Veröffentlichungen

Gedenkveranstaltung der besonderen Art: Der Fall Oppenheimer

Nach der Lesung nutzten viele Besucher die Gelegenheit, ihr Buchexemplar von Raquel Erdtmann (Mitte) signieren zu lassen und mit ihr ins Gespräch zu kommen. Bürgermeisterin Dr. Isabell Tammer und Uwe Müller, der erste Vorsitzende des Freundeskreises Burg und Stadt Münzenberg, freuten sich, eine derart hochkarätige Autorin in Münzenberg begrüßen zu dürfen. Zugleich mahnten sie, angesichts des wachsenden Antisemitismus heute wachsam zu sein. Beide waren sich einig, dass die Veranstaltung im Kulturhaus Alte Synagoge die Bedeutung der Aufarbeitung historischer Justizverfehlungen für das Verständnis gegenwärtiger gesellschaftlicher Herausforderungen eindrucksvoll darstellte.

Bei Konzepten für Gedenkveranstaltungen anlässlich der Reichspogromnacht gehen der Freundeskreis Burg und Stadt Münzenberg und die Stadt Münzenberg neue Wege. Erinnerungskultur konkret und anschaulich statt ewig sich wiederholender Worthülsen offizieller Reden heißt die Devise.

Den Anfang machte im vergangenen Jahr Ricardo L. Laubinger, der Vorsitzende der Sinti-Union Hessen. Er lud die Gäste ein, an seiner Familiengeschichte teilzuhaben und so im Vergleich zur eigenen Familienhistorie die Erkenntnis mit in den Alltag zu nehmen, dass sich Rassismus und gesellschaftliche Ausgrenzung nicht wiederholen dürfen. Gerichtsreporterin Raquel Erdtmann bot nun im Kulturhaus Alte Synagoge den Besuchern tiefgreifende Einblicke in die deutsch-jüdische Vergangenheit des 18. Jahrhunderts. Übrigens genau an dem Tag, an dem im Jahr 1938 die Münzenberger Synagoge in weiten Teilen zerstört wurde.

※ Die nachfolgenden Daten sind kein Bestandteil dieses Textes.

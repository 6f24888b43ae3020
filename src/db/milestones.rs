use rusqlite::params;

use super::*;

impl CrmDb {
    /// Insert a milestone row.
    pub fn insert_milestone(&self, milestone: &DbMilestone) -> Result<(), DbError> {
        self.conn.execute(
            "INSERT INTO milestones (
                id, deal_id, title, status, scheduled_date, completed_at, created_at
             ) VALUES (?1, ?2, ?3, ?4, ?5, ?6, ?7)",
            params![
                milestone.id,
                milestone.deal_id,
                milestone.title,
                milestone.status,
                milestone.scheduled_date,
                milestone.completed_at,
                milestone.created_at,
            ],
        )?;
        Ok(())
    }

    /// List a deal's milestones, earliest scheduled first, unscheduled last.
    pub fn get_milestones(&self, deal_id: &str) -> Result<Vec<DbMilestone>, DbError> {
        let mut stmt = self.conn.prepare(
            "SELECT id, deal_id, title, status, scheduled_date, completed_at, created_at
             FROM milestones
             WHERE deal_id = ?1
             ORDER BY
               CASE WHEN scheduled_date IS NULL THEN 1 ELSE 0 END,
               scheduled_date,
               created_at",
        )?;
        let rows = stmt.query_map(params![deal_id], |row| {
            Ok(DbMilestone {
                id: row.get(0)?,
                deal_id: row.get(1)?,
                title: row.get(2)?,
                status: row.get(3)?,
                scheduled_date: row.get(4)?,
                completed_at: row.get(5)?,
                created_at: row.get(6)?,
            })
        })?;
        Ok(rows.collect::<Result<Vec<_>, _>>()?)
    }

    /// Mark a milestone complete with the current timestamp.
    pub fn complete_milestone(&self, id: &str) -> Result<bool, DbError> {
        let now = chrono::Utc::now().to_rfc3339();
        let changed = self.conn.execute(
            "UPDATE milestones SET status = 'complete', completed_at = ?1
             WHERE id = ?2 AND status = 'pending'",
            params![now, id],
        )?;
        Ok(changed > 0)
    }
}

Die Autorin, bekannt für ihre Tätigkeit als Gerichtsreporterin für Zeitungen wie FAZ und Die Zeit, präsentierte ihre akribische historische Recherche zum Fall Joseph Süßkind Oppenheimer. In ihrem Buch „Joseph Süßkind Oppenheimer. Ein Justizmord“schildert sie eindringlich den Schauprozess gegen Oppenheimer, der nach dem plötzlichen Tod des württembergischen Regenten Carl Alexander 1737 unter der Anklage des Landesverrats verhaftet wurde.

Auf Grundlage der Prozessakten und anderer zeitgenössischer Quellen berichtet sie über die historische Person Joseph Oppenheimer, lange bevor er als „Jud Süß“ zur literarischen Figur bei Wilhelm Hauff und Lion Feuchtwanger und schließlich zum „Sittenstrolch nach dem Geschmack der Antisemiten“ im nationalsozialistischen Propagandafilm von Veit Harlan wurde. Raquel Erdtmanns Darstellung des Falles enthüllt die Ungerechtigkeit und den offenen Antisemitismus in Staat und Gesellschaft, die zu Oppenheimers Verurteilung und Hinrichtung führten.